Hay un cuadro de Guillermo Roux en el que un hombre está sentado en un sillón de mimbre; tanto los pies, con un buen calzado, como el propio sillón, se hunden entre los yuyos. El hombre lee y la cabeza no está o se desdibuja. ¿Es la lectura lo que borra la cara, las orejas, el pelo? El lugar es la costa, casi en el borde del Paraná, y la pintura está en el museo Castagnino de Rosario.
Cuando le pregunté a Roux por este cuadro, no me dio demasiadas pistas. Lo primero que hizo fue pedirme una detallada descripción, puede que apócrifa en parte porque es imposible guardar detalles y porque, además, la cuarta dimensión que es la memoria (como la llamaba Borges) restaura, pero también construye nuevas versiones de lo vivido o, como aseguraba la serie de los 60 La dimensión desconocida (escrita, entre otros, por Bradbury), el viaje no es de la vista o el sonido, es de la mente. La cuestión es que a pesar de mi esfuerzo no conseguí despertar su recuerdo y lo zanjó sin darle demasiada importancia: “Aunque no consiga verlo seguro que lo pinté”, me dijo. El tema volvería otro día, cuando a propósito de Yeats, me hizo “ver” una isla que no se podía divisar desde la orilla.

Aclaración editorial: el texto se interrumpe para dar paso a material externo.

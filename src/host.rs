//! Re-invocation host
//!
//! Plays the scheduler's part for one operation: hands the returned context
//! back to the next invocation, waits `retry_after` in between and stops at
//! the first terminal event. A [`ContextStore`] keeps the context on disk so
//! an interrupted operation resumes instead of starting over.

use crate::error::Error;
use crate::handlers::{HandlerEvent, HandlerRequest, Handlers};
use anyhow::{Context, Result};
use reconcile::{CallbackContext, ManualClock, Operation, ProgressEvent};
use serde::Serialize;
use std::fs;
use std::path::{Path, PathBuf};
use std::time::Duration;

/// Default cap on invocations per operation
pub const DEFAULT_MAX_INVOCATIONS: usize = 200;

/// Waits out `retry_after` between invocations
pub trait Sleeper {
    fn sleep(&self, duration: Duration);
}

/// Blocks the current thread
#[derive(Debug, Default, Clone, Copy)]
pub struct ThreadSleeper;

impl Sleeper for ThreadSleeper {
    fn sleep(&self, duration: Duration) {
        std::thread::sleep(duration);
    }
}

/// Simulated waiting: the clock jumps ahead instead
impl Sleeper for ManualClock {
    fn sleep(&self, duration: Duration) {
        self.advance(duration);
    }
}

/// Summary of one handler invocation
#[derive(Debug, Clone, PartialEq, Eq, Serialize)]
pub struct Invocation {
    pub number: usize,
    pub status: &'static str,
    pub retry_after_secs: Option<u64>,
}

impl Invocation {
    fn from_event(number: usize, event: &HandlerEvent) -> Self {
        let (status, retry_after_secs) = match event {
            ProgressEvent::InProgress { retry_after, .. } => {
                ("IN_PROGRESS", Some(retry_after.as_secs()))
            }
            ProgressEvent::Success { .. } => ("SUCCESS", None),
            ProgressEvent::Failed { .. } => ("FAILED", None),
        };
        Self {
            number,
            status,
            retry_after_secs,
        }
    }
}

/// Terminal event of a driven operation and how it got there
#[derive(Debug, Serialize)]
pub struct Outcome {
    pub event: HandlerEvent,
    pub invocations: Vec<Invocation>,
}

// ============================================================================
// Context Store
// ============================================================================

/// Resumable context persisted as JSON
#[derive(Debug, Clone)]
pub struct ContextStore {
    path: PathBuf,
}

impl ContextStore {
    pub fn new(path: impl Into<PathBuf>) -> Self {
        Self { path: path.into() }
    }

    pub fn path(&self) -> &Path {
        &self.path
    }

    /// Load the stored context, `None` if nothing was stored
    pub fn load(&self) -> Result<Option<CallbackContext>> {
        if !self.path.exists() {
            log::debug!("Context file {} does not exist", self.path.display());
            return Ok(None);
        }

        let content = fs::read_to_string(&self.path)
            .with_context(|| format!("Failed to read context file: {}", self.path.display()))?;
        let ctx = serde_json::from_str(&content)
            .with_context(|| format!("Failed to parse context file: {}", self.path.display()))?;

        log::debug!("Loaded context from {}", self.path.display());
        Ok(Some(ctx))
    }

    pub fn save(&self, ctx: &CallbackContext) -> Result<()> {
        if let Some(dir) = self.path.parent().filter(|d| !d.as_os_str().is_empty()) {
            fs::create_dir_all(dir).with_context(|| {
                format!("Failed to create context directory: {}", dir.display())
            })?;
        }

        let content =
            serde_json::to_string_pretty(ctx).context("Failed to serialize context to JSON")?;
        fs::write(&self.path, content)
            .with_context(|| format!("Failed to write context file: {}", self.path.display()))?;

        log::debug!("Saved context to {}", self.path.display());
        Ok(())
    }

    /// Forget the stored context once the operation succeeded
    pub fn clear(&self) -> Result<()> {
        if self.path.exists() {
            fs::remove_file(&self.path).with_context(|| {
                format!("Failed to remove context file: {}", self.path.display())
            })?;
        }
        Ok(())
    }
}

// ============================================================================
// Host
// ============================================================================

pub struct Host<'a> {
    handlers: Handlers<'a>,
    sleeper: &'a dyn Sleeper,
    max_invocations: usize,
    store: Option<ContextStore>,
}

impl<'a> Host<'a> {
    pub fn new(handlers: Handlers<'a>, sleeper: &'a dyn Sleeper) -> Self {
        Self {
            handlers,
            sleeper,
            max_invocations: DEFAULT_MAX_INVOCATIONS,
            store: None,
        }
    }

    pub fn max_invocations(mut self, limit: usize) -> Self {
        self.max_invocations = limit.max(1);
        self
    }

    pub fn with_store(mut self, store: ContextStore) -> Self {
        self.store = Some(store);
        self
    }

    /// Keep the context of an unfinished operation, drop it on success
    ///
    /// A failed context gets its stabilization deadlines restarted; a retry
    /// after a timeout would otherwise fail on its first negative poll.
    fn persist(&self, event: &HandlerEvent) -> Result<()> {
        let Some(store) = &self.store else {
            return Ok(());
        };
        match event {
            ProgressEvent::Failed { context, .. } => {
                let mut ctx = context.clone();
                ctx.restart_stabilizations();
                store.save(&ctx)
            }
            ProgressEvent::InProgress { context, .. } => store.save(context),
            ProgressEvent::Success { .. } => store.clear(),
        }
    }

    /// Invoke `operation` until it succeeds or fails
    ///
    /// A stored context, if any, replaces the one in `request`. Failed
    /// operations keep their context so a corrected retry resumes after the
    /// steps that already went through.
    pub fn drive(&self, operation: Operation, mut request: HandlerRequest) -> Result<Outcome> {
        if let Some(ctx) = self.store.as_ref().map(ContextStore::load).transpose()?.flatten() {
            log::info!("{operation}: resuming from stored context");
            request.context = ctx;
        }

        let mut invocations = Vec::new();
        for number in 1..=self.max_invocations {
            let event = self.handlers.handle(operation, request.clone());
            invocations.push(Invocation::from_event(number, &event));
            self.persist(&event)?;

            match event {
                ProgressEvent::InProgress {
                    context,
                    retry_after,
                    ..
                } => {
                    log::info!(
                        "{operation}: invocation {number} in progress, waiting {}s",
                        retry_after.as_secs()
                    );
                    request.context = context;
                    self.sleeper.sleep(retry_after);
                }
                terminal => {
                    log::info!("{operation}: terminal after {number} invocation(s)");
                    return Ok(Outcome {
                        event: terminal,
                        invocations,
                    });
                }
            }
        }

        Err(Error::InvocationLimit {
            operation,
            limit: self.max_invocations,
        }
        .into())
    }
}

A Guillermo lo conocí a través de su hija, Alejandra, también artista. Sorprendido por su energía, me dejé llevar desde el principio por su arrebato sujeto a la mesa de un bodegón o lanzado, entre sus alumnos, en el taller de Chacarita. Me acuerdo de la primera cena y, también, de la última. La del encuentro inicial fue en el viejo Dora del bajo, donde el dueño agregó, a pedido suyo, una mesa porque esa noche no había sitio. Me advirtió que él comía un arroz especial, muy zonzo, a causa de sus males; “vos elegí algo rico y pedí vino”, me ordenó. Esa noche, a modo de apertura, mientras comía de mi plato y daba cuenta del vino, me dejó claro que no tenía alternativa: “Hay que laburar, estar encima de la obra no para vivir, sino para sobrevivir cuando vienen mal dadas: es el único remedio”.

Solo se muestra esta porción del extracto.